Instructions for the task: The response must consist of each line in the listing that has the word "below" in it.

── Records supplied

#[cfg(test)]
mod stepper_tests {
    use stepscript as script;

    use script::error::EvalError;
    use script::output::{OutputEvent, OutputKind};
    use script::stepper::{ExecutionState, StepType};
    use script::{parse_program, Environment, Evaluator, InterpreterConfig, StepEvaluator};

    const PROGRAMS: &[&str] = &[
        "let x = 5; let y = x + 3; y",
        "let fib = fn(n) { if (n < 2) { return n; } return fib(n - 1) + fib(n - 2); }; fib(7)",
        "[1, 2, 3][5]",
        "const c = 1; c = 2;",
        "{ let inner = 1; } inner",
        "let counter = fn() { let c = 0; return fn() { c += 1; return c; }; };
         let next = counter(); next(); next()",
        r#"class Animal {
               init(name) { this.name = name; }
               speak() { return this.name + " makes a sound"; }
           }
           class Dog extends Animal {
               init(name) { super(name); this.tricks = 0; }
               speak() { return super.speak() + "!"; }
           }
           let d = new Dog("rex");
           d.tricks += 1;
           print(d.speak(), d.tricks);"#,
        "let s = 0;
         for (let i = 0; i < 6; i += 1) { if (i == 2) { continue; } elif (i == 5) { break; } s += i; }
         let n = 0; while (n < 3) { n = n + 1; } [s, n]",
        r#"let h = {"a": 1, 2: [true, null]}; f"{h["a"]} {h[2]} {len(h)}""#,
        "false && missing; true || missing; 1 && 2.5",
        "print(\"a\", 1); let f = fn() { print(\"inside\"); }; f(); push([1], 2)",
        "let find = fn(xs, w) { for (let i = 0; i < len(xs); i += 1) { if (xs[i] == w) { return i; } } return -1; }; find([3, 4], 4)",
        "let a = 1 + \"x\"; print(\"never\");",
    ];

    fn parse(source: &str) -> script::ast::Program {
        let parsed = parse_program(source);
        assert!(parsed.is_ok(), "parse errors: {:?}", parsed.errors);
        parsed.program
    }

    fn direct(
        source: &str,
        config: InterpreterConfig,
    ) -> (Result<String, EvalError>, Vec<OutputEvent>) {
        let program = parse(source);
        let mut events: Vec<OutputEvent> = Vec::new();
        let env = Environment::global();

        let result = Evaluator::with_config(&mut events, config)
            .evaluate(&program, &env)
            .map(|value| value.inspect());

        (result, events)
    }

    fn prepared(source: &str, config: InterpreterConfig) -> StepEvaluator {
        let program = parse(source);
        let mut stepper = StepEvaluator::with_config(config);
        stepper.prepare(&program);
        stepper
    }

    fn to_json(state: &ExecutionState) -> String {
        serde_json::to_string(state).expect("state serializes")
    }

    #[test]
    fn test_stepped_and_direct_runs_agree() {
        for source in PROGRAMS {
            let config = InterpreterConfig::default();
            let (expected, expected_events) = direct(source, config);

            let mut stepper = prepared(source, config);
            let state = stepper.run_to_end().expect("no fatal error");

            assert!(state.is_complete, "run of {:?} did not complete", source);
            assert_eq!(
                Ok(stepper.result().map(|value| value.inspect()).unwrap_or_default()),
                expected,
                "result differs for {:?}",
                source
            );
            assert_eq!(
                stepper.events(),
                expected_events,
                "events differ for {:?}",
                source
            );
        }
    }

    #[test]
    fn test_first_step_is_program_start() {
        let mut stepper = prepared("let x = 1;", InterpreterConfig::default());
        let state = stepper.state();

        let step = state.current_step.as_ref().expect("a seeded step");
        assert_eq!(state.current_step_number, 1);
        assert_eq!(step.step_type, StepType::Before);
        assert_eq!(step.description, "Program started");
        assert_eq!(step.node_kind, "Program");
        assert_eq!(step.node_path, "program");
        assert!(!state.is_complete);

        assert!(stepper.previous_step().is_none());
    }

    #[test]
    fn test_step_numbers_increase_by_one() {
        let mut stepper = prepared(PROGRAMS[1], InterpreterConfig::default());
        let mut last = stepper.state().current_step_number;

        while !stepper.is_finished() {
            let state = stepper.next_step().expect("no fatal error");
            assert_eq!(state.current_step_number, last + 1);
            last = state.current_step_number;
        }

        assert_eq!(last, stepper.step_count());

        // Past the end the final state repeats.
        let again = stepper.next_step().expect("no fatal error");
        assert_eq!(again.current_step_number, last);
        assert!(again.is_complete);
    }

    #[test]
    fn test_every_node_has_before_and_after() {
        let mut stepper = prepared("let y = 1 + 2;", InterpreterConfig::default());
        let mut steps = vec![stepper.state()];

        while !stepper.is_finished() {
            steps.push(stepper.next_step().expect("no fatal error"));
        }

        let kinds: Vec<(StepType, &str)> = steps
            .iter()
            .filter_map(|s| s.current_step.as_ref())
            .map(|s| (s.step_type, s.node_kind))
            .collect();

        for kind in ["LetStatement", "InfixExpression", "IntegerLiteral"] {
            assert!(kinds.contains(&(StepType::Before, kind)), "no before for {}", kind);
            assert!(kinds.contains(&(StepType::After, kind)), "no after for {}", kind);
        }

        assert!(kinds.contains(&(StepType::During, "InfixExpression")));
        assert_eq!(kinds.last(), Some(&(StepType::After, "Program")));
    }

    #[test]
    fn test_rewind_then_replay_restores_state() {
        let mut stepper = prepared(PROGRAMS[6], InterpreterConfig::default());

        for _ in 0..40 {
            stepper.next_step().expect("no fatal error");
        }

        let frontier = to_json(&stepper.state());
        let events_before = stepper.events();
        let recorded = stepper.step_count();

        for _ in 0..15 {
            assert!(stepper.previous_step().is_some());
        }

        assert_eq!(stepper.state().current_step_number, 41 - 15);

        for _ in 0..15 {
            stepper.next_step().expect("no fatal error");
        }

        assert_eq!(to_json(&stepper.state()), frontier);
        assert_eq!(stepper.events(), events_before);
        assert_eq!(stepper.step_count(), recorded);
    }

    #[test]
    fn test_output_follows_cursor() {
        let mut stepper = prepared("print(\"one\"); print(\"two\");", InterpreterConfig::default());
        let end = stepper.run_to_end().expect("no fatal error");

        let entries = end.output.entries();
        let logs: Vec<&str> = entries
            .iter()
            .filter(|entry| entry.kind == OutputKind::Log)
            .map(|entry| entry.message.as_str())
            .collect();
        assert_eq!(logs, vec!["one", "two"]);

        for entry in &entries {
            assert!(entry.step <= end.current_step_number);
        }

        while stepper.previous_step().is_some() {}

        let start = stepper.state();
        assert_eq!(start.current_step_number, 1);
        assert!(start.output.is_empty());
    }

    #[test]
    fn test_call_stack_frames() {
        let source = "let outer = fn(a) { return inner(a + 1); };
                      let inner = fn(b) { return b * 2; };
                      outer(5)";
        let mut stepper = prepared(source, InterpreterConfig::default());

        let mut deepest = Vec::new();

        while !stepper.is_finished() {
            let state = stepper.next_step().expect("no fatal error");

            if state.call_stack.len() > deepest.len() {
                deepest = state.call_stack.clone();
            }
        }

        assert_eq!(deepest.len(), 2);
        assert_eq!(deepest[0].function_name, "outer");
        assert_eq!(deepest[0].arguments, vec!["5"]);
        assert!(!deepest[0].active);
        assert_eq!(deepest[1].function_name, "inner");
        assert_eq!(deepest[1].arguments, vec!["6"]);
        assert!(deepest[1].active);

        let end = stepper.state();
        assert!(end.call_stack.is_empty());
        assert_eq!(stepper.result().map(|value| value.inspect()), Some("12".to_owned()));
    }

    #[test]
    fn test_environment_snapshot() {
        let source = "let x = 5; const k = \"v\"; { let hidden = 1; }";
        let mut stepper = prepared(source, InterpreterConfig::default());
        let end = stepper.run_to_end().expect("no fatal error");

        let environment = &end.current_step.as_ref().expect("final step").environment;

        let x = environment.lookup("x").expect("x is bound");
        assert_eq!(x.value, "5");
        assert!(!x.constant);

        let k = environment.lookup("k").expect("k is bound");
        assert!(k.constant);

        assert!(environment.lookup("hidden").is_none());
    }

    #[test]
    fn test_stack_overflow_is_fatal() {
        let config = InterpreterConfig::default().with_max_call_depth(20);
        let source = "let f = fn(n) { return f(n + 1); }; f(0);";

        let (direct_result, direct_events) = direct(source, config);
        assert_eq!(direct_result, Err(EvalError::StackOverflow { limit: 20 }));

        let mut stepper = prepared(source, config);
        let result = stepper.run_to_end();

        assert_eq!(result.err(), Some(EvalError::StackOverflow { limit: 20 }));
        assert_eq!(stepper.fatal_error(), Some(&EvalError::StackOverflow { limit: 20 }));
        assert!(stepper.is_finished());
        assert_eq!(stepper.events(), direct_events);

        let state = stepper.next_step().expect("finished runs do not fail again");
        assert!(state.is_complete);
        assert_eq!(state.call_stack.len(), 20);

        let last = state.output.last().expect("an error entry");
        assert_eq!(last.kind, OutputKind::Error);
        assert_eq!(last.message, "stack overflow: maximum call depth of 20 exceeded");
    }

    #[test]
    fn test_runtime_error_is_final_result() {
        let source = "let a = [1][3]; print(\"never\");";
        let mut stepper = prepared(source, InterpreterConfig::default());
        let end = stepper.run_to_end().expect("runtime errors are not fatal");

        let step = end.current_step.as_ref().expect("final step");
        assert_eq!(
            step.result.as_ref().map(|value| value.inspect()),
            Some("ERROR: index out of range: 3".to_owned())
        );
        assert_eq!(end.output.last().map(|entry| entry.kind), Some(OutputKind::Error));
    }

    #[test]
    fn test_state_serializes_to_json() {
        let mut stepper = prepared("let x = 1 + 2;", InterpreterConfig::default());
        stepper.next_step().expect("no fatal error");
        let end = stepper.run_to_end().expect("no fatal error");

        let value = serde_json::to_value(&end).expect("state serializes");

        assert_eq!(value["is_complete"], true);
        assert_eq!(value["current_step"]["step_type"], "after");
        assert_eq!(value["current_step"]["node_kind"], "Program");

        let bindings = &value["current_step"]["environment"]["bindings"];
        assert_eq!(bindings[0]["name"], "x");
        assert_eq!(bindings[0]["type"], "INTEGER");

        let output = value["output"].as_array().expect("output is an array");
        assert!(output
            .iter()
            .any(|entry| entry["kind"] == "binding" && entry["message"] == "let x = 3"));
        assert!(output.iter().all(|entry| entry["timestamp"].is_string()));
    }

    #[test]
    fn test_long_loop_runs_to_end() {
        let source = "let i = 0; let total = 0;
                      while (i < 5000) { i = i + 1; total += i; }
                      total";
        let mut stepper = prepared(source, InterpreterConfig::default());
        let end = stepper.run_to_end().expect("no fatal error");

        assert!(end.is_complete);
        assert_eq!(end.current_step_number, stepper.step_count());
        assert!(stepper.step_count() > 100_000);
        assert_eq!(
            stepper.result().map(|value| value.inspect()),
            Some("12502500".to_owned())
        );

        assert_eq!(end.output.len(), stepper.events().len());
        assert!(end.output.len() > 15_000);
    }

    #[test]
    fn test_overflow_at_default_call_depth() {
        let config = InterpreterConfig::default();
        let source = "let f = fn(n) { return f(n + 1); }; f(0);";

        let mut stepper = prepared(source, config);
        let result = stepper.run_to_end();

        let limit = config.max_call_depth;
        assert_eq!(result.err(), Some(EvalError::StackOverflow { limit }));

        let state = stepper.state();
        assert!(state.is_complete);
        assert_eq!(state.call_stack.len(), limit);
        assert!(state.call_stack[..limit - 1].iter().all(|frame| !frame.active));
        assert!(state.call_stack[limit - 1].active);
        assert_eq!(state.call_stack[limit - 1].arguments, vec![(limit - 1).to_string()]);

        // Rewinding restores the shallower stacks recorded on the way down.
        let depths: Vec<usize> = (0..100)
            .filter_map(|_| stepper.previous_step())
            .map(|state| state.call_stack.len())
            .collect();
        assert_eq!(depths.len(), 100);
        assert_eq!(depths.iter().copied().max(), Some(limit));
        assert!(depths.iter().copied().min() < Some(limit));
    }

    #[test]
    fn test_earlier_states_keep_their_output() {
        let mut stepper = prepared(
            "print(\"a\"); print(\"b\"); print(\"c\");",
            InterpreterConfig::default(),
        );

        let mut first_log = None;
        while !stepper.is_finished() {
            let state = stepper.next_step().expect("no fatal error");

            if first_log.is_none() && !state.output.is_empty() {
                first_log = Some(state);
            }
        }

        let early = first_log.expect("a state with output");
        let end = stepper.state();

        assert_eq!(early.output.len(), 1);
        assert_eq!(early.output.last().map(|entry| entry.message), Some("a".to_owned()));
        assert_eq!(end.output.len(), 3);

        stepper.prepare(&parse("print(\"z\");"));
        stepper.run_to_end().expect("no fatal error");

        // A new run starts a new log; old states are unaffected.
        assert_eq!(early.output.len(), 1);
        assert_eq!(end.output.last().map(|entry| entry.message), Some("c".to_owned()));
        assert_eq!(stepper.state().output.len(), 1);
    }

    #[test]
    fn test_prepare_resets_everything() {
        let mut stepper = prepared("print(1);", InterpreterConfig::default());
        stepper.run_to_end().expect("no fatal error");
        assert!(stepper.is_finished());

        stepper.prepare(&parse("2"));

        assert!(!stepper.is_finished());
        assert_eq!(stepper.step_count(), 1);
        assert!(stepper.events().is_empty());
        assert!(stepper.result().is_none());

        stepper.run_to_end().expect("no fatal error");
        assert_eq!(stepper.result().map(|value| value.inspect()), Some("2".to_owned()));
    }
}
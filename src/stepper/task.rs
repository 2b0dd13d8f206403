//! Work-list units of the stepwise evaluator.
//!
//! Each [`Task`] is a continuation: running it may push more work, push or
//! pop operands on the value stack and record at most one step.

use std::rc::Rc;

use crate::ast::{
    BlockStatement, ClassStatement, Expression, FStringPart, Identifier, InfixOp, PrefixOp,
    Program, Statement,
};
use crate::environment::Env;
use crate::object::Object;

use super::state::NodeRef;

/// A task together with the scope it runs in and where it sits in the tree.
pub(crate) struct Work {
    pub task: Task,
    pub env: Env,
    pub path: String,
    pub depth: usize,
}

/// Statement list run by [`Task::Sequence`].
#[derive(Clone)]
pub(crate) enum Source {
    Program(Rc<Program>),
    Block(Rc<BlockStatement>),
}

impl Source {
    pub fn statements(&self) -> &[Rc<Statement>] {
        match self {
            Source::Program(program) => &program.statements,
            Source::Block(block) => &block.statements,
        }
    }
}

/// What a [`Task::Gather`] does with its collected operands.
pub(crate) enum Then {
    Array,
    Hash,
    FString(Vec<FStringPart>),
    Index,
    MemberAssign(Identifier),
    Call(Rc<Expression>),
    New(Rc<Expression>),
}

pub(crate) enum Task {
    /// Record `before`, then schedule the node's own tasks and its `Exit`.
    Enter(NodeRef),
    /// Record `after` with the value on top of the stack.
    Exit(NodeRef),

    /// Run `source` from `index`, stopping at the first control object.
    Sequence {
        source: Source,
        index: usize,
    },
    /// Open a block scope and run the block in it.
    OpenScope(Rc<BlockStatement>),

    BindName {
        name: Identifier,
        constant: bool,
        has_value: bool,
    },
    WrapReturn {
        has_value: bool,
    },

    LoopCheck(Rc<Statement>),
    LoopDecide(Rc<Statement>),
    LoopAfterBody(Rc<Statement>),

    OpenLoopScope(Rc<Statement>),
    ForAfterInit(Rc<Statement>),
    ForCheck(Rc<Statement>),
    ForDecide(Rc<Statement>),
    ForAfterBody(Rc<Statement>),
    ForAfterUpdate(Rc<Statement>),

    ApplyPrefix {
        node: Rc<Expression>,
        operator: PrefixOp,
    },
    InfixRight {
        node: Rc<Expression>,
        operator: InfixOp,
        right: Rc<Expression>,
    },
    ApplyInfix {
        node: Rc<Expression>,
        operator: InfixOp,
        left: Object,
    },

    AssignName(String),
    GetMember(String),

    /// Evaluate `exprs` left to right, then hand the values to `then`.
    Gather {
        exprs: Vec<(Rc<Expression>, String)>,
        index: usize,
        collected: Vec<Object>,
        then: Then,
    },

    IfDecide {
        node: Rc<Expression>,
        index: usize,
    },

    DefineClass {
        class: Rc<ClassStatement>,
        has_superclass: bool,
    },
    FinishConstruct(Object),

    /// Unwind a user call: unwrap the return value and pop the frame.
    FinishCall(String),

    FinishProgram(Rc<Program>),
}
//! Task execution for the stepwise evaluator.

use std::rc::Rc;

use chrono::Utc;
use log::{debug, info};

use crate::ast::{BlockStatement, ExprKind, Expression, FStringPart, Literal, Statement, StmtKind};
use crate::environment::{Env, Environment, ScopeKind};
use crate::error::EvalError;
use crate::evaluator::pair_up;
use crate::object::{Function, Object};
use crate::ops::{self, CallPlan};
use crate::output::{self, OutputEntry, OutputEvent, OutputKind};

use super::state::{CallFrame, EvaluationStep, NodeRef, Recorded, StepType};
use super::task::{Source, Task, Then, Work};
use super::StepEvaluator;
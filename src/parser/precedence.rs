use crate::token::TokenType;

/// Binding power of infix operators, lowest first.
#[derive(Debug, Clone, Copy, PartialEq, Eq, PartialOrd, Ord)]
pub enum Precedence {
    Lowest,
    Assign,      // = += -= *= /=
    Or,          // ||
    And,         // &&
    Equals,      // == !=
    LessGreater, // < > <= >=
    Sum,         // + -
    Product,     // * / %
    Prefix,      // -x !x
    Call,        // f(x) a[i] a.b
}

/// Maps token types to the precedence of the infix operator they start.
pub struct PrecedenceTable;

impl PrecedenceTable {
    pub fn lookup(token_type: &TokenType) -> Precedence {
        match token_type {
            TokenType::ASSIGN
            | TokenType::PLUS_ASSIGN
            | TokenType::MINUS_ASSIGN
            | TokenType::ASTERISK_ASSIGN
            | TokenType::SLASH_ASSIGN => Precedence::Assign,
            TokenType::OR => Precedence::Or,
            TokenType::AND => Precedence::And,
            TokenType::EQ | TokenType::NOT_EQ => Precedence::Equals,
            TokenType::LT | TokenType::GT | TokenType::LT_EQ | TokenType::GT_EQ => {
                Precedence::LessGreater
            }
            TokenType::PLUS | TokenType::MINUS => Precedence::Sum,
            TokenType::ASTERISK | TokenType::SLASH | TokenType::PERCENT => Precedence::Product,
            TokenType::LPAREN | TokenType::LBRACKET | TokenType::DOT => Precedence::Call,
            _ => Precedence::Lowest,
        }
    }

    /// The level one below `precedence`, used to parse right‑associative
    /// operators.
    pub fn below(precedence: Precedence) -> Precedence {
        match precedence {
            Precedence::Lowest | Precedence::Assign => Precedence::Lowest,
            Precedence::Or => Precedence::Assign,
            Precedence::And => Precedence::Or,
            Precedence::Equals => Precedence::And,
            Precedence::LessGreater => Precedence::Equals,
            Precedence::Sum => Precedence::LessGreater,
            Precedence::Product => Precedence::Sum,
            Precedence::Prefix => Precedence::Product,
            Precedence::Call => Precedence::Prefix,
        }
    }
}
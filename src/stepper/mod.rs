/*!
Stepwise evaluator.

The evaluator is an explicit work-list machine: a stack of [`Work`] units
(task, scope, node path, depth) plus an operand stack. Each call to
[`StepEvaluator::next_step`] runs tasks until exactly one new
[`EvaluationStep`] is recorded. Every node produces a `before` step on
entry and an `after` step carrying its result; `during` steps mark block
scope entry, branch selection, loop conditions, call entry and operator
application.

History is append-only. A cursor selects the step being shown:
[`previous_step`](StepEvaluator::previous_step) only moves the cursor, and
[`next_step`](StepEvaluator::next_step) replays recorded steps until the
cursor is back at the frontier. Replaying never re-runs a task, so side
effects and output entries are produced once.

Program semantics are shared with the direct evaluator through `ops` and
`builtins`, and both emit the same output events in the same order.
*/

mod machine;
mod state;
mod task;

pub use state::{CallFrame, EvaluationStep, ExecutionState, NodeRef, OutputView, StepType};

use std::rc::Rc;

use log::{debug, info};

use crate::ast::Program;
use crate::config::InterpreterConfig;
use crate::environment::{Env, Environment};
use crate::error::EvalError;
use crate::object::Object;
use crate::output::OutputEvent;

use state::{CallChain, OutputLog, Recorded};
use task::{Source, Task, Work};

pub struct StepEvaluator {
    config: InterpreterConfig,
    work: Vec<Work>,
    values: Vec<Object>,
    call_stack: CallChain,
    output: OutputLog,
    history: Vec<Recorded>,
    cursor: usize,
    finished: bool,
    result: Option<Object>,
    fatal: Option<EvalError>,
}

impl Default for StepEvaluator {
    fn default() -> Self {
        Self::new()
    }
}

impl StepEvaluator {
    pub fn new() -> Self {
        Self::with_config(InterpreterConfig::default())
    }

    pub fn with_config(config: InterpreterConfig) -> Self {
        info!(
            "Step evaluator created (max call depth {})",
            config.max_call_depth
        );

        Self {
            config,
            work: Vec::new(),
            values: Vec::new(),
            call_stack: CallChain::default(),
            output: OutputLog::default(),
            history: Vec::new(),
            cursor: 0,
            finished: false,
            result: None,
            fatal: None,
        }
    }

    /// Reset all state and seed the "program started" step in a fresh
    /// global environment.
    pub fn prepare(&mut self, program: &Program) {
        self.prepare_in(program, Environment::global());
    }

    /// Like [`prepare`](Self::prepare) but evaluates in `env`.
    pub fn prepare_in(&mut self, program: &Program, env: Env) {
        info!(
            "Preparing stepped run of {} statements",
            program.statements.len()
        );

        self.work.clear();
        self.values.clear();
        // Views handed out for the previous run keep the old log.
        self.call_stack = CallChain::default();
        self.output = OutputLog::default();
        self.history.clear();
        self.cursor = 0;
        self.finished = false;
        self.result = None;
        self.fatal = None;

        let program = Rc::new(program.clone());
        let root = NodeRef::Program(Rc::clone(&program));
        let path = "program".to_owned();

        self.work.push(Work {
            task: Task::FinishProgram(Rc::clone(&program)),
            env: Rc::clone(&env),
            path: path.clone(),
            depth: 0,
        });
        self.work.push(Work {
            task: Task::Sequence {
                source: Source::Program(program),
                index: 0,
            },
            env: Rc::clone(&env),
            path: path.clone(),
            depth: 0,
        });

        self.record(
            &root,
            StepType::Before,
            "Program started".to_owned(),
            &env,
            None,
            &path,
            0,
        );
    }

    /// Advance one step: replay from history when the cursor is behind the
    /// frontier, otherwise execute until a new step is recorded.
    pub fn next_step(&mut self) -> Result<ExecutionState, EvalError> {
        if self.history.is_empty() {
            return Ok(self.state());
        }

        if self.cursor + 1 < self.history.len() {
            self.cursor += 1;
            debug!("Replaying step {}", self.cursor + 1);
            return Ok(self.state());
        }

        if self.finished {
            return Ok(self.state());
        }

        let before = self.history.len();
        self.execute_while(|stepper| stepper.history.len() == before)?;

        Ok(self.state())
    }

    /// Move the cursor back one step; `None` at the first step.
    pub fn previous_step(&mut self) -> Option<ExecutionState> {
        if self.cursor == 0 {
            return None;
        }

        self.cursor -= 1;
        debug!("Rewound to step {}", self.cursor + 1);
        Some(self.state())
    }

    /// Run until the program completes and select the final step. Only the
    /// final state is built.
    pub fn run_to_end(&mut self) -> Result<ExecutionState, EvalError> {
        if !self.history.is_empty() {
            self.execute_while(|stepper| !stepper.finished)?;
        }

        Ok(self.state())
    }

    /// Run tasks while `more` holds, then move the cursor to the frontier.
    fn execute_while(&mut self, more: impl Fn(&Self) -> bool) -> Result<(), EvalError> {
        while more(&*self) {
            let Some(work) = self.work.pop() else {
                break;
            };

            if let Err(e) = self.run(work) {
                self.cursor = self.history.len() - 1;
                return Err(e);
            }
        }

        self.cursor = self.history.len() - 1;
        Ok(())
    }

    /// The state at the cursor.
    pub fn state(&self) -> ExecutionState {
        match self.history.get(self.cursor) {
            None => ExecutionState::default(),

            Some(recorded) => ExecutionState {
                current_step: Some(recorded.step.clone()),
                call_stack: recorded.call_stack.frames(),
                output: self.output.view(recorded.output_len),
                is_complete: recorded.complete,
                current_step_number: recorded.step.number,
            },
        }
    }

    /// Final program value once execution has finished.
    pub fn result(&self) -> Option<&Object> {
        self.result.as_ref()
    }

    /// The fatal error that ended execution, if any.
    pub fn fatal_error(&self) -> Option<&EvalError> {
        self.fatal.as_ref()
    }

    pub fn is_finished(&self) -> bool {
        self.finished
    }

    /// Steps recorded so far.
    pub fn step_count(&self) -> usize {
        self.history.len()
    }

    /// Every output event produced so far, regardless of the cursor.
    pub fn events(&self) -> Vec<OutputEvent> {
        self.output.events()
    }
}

────

Finished task:
    /// The level one below `precedence`, used to parse right‑associative
    pub fn below(precedence: Precedence) -> Precedence {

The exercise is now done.